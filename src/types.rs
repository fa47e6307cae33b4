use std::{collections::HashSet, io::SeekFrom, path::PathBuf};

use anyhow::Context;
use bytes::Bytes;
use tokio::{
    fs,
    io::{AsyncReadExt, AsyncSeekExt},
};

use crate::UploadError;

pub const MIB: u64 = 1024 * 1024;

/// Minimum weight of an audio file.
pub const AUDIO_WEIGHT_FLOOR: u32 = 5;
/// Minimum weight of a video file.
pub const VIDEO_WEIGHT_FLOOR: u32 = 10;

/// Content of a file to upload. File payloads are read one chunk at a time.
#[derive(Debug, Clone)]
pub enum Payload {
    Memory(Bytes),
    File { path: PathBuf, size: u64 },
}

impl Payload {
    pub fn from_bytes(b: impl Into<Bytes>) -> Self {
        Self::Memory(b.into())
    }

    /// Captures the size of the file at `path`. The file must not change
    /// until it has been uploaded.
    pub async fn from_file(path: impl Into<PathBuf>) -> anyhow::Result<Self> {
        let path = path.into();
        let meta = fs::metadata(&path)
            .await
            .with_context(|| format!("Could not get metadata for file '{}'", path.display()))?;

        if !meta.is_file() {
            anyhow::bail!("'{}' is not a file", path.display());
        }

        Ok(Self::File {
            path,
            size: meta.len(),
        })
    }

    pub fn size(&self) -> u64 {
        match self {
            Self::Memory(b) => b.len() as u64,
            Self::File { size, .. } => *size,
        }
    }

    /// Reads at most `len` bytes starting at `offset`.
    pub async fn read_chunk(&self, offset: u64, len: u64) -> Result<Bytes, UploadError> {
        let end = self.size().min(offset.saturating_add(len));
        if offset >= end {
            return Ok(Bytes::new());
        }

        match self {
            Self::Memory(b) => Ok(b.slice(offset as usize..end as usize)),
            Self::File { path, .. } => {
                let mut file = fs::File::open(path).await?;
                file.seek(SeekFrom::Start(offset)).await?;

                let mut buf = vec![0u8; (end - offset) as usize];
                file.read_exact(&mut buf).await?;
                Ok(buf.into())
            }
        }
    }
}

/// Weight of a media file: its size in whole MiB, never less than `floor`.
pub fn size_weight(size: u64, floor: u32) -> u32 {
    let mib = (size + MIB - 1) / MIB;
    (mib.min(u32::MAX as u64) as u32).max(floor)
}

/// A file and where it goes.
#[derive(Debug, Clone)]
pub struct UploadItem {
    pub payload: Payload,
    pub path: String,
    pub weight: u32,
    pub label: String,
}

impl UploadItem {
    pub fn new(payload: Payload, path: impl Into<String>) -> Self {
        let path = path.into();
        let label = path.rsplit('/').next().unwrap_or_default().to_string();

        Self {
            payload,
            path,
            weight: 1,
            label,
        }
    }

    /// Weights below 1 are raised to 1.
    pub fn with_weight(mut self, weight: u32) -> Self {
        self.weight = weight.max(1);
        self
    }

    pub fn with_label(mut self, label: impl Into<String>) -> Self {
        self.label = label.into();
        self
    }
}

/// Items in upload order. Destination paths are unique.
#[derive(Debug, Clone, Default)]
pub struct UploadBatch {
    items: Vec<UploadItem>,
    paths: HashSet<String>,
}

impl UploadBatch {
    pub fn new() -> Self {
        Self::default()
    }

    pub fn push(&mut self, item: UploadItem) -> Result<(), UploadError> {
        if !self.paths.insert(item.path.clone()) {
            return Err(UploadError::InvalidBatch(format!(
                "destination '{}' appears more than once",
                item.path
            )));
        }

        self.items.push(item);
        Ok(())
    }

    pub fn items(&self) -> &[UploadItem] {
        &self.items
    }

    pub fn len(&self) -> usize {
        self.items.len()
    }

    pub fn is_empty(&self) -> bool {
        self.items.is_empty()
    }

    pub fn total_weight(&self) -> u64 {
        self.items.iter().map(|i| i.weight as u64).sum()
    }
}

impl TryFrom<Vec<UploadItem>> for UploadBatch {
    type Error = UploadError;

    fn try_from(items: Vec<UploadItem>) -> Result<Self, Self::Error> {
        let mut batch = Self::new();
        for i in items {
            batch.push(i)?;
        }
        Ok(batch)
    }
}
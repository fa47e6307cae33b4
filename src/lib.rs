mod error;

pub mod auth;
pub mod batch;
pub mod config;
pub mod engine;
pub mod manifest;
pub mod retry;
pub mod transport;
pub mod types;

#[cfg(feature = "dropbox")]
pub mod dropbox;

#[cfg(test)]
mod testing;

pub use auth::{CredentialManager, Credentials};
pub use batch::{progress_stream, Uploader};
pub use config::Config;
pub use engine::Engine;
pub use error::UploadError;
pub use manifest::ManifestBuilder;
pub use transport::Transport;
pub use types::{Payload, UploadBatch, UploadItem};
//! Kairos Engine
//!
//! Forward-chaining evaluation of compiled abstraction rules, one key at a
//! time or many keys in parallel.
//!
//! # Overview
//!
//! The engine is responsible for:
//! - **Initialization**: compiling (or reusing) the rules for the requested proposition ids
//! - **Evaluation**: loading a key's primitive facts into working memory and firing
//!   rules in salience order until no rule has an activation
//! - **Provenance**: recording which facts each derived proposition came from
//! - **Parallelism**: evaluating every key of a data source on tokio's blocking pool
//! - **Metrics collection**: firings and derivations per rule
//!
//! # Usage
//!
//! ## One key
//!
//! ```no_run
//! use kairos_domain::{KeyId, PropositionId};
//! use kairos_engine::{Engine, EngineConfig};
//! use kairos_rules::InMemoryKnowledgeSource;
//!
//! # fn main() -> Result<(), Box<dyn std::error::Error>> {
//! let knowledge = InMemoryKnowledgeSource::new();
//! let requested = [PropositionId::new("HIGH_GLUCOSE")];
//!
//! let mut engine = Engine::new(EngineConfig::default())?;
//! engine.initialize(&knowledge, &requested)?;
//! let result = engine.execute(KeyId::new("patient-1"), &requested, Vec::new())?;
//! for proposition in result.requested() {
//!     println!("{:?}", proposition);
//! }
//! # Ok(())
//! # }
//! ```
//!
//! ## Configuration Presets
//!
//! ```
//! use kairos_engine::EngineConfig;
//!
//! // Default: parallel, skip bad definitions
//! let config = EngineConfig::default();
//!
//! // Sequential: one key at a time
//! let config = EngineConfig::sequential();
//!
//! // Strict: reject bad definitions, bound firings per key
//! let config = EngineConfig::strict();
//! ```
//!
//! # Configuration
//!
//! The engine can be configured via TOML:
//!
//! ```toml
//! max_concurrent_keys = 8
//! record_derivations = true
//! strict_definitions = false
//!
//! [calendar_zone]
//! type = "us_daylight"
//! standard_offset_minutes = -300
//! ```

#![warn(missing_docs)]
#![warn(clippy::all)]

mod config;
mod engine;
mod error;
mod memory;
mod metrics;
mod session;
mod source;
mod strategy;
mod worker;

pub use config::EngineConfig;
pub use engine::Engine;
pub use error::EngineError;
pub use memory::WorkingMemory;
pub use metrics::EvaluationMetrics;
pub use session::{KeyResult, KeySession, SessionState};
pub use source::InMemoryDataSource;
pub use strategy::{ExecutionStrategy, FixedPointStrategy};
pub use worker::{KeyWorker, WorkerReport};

▸ **EXERCISE DESCRIPTION**
All lines above from the one with "self.items.push(item);" to the one with "pub fn is_empty(&self)", inclusive, should be copied exactly, and no other lines.

▸ **TASK ANSWER**
        self.items.push(item);
        Ok(())
    }

    pub fn items(&self) -> &[UploadItem] {
        &self.items
    }

    pub fn len(&self) -> usize {
        self.items.len()
    }

    pub fn is_empty(&self) -> bool {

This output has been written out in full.